Which of the lines in the data below contain the string "right"? Copy each of them.

··· Material for this exercise

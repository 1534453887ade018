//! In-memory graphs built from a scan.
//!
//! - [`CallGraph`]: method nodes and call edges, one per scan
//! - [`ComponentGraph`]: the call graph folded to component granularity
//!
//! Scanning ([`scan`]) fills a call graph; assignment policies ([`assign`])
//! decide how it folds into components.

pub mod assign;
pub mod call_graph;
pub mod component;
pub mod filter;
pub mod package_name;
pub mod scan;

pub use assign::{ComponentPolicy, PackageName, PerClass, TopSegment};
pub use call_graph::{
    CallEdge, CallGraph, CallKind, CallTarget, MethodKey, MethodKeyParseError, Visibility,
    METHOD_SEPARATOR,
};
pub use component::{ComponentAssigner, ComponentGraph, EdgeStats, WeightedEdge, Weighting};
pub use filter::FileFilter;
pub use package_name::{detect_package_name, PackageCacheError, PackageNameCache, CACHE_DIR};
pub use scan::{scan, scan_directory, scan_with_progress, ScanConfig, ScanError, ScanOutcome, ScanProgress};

······
··· Material for this exercise

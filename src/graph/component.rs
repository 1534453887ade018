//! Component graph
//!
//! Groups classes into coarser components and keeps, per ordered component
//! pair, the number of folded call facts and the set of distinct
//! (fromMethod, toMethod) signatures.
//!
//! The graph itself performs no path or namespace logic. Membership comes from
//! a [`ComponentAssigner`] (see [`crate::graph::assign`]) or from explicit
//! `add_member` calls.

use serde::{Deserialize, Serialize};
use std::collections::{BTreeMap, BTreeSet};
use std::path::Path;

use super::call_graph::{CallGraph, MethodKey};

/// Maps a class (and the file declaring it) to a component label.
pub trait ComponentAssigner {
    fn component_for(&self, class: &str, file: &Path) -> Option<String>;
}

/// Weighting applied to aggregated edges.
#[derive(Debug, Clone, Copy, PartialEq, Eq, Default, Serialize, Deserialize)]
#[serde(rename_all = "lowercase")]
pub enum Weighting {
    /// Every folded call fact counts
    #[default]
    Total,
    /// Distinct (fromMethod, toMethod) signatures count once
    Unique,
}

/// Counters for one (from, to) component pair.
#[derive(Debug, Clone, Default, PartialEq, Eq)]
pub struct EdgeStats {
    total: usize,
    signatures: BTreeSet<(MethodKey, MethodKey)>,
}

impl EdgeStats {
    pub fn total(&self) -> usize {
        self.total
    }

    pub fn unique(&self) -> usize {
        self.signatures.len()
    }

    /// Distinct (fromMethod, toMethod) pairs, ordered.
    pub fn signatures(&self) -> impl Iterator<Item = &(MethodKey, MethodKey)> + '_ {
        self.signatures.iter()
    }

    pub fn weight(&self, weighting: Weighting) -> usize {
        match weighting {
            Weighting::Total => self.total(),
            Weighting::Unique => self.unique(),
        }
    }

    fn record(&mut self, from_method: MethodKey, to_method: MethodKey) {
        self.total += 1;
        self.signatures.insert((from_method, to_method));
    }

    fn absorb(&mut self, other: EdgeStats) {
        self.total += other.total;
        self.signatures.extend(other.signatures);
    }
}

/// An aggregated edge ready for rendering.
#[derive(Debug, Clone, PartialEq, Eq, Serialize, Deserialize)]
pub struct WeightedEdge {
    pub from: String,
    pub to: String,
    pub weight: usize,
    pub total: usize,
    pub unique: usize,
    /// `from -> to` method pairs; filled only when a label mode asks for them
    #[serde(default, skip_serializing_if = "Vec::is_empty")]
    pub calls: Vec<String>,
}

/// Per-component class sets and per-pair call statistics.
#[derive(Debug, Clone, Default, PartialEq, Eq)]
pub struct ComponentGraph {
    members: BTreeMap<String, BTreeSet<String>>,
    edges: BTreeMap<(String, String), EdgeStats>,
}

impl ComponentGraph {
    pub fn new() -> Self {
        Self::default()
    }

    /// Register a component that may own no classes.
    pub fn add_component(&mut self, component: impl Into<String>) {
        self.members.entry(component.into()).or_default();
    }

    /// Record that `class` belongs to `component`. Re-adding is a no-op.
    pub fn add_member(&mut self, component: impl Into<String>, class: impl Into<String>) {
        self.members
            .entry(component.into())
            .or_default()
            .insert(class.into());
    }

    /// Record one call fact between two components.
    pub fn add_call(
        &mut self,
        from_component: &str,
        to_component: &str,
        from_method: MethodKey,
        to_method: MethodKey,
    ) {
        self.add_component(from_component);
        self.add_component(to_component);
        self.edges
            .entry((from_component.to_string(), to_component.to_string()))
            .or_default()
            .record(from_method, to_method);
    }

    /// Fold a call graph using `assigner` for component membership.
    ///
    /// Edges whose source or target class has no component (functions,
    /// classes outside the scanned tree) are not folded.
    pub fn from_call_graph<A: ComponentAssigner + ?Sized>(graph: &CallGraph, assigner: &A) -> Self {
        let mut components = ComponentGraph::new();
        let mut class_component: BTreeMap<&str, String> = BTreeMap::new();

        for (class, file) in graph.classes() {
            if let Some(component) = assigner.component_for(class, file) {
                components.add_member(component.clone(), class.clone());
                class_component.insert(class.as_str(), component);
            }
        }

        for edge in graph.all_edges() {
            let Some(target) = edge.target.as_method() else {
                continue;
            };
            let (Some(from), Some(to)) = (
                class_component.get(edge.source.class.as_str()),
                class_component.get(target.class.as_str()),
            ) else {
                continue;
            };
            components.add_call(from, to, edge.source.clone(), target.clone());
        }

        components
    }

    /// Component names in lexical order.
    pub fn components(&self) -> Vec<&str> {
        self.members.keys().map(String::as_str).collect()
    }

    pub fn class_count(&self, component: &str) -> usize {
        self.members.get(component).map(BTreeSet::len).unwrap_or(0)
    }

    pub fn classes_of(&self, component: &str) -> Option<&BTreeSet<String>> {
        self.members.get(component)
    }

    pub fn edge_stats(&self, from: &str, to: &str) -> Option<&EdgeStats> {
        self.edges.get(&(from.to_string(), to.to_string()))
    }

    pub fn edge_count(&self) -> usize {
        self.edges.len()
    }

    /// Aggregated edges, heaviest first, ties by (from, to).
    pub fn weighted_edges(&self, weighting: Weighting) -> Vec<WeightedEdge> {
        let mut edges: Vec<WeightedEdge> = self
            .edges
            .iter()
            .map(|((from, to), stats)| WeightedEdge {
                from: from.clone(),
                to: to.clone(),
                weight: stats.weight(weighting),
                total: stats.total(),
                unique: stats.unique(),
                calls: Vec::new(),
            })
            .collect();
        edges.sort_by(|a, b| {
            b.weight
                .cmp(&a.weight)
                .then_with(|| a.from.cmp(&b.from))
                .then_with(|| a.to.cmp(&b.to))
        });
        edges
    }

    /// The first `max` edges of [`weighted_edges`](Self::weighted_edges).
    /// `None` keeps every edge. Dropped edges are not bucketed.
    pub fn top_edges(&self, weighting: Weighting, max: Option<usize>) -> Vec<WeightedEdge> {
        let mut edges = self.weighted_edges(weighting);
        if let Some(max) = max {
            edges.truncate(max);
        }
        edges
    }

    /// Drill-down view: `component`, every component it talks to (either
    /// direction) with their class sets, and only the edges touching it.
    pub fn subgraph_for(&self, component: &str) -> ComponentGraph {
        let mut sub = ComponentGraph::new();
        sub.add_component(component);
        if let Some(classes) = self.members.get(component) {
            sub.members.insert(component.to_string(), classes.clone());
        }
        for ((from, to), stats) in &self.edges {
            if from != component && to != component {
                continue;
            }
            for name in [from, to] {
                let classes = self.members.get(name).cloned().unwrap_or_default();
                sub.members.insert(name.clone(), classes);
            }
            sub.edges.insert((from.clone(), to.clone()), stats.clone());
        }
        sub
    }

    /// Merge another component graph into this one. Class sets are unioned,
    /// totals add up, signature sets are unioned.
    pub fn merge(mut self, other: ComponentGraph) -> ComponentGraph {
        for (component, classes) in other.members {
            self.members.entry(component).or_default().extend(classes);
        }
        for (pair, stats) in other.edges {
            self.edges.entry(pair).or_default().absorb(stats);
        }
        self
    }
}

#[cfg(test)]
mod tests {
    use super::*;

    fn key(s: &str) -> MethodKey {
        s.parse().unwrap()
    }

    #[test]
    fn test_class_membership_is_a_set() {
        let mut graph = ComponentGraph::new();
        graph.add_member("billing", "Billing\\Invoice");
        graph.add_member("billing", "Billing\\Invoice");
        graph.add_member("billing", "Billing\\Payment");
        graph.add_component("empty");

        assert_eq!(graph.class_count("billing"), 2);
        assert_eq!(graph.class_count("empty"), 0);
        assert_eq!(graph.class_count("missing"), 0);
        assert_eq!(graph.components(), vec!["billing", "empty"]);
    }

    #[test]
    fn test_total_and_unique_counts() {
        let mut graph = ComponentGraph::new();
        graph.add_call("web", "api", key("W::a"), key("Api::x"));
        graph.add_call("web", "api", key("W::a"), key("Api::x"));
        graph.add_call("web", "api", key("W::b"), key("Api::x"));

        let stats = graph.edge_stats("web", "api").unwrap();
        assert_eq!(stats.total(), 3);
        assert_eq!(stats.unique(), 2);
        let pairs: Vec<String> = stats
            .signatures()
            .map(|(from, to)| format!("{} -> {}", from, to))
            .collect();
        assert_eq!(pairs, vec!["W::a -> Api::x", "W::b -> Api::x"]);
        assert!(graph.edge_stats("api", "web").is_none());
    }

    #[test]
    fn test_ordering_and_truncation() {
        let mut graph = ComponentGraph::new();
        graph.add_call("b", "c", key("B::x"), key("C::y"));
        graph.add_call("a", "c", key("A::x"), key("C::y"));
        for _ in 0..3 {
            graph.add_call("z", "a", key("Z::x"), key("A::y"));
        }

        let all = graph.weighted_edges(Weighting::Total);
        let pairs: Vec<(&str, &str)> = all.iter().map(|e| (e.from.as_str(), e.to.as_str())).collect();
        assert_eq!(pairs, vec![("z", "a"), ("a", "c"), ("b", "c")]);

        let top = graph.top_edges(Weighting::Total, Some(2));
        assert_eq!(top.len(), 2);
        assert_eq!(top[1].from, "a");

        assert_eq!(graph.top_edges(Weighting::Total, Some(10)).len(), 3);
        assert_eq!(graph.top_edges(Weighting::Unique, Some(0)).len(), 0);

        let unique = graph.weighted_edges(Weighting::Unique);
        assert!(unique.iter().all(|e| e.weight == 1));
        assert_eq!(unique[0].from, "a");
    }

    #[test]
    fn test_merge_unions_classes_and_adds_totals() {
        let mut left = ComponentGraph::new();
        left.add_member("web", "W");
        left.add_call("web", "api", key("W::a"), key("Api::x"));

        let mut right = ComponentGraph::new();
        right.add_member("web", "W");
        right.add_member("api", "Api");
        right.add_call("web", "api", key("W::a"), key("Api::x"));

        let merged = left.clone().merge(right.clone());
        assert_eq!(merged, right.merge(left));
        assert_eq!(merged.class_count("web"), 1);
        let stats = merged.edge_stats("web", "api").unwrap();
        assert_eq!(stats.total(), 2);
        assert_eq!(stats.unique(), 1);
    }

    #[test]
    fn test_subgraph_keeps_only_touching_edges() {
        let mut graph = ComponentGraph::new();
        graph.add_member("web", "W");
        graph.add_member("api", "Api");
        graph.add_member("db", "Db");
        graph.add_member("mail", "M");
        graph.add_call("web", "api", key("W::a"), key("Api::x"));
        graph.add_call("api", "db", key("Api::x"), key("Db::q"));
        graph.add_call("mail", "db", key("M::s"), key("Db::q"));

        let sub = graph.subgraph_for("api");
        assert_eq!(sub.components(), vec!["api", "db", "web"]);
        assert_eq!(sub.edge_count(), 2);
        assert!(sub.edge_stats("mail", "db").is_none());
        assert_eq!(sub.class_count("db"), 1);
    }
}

······

** The answer **
        let mut right = ComponentGraph::new();
        right.add_member("web", "W");
        right.add_member("api", "Api");
        right.add_call("web", "api", key("W::a"), key("Api::x"));
        let merged = left.clone().merge(right.clone());
        assert_eq!(merged, right.merge(left));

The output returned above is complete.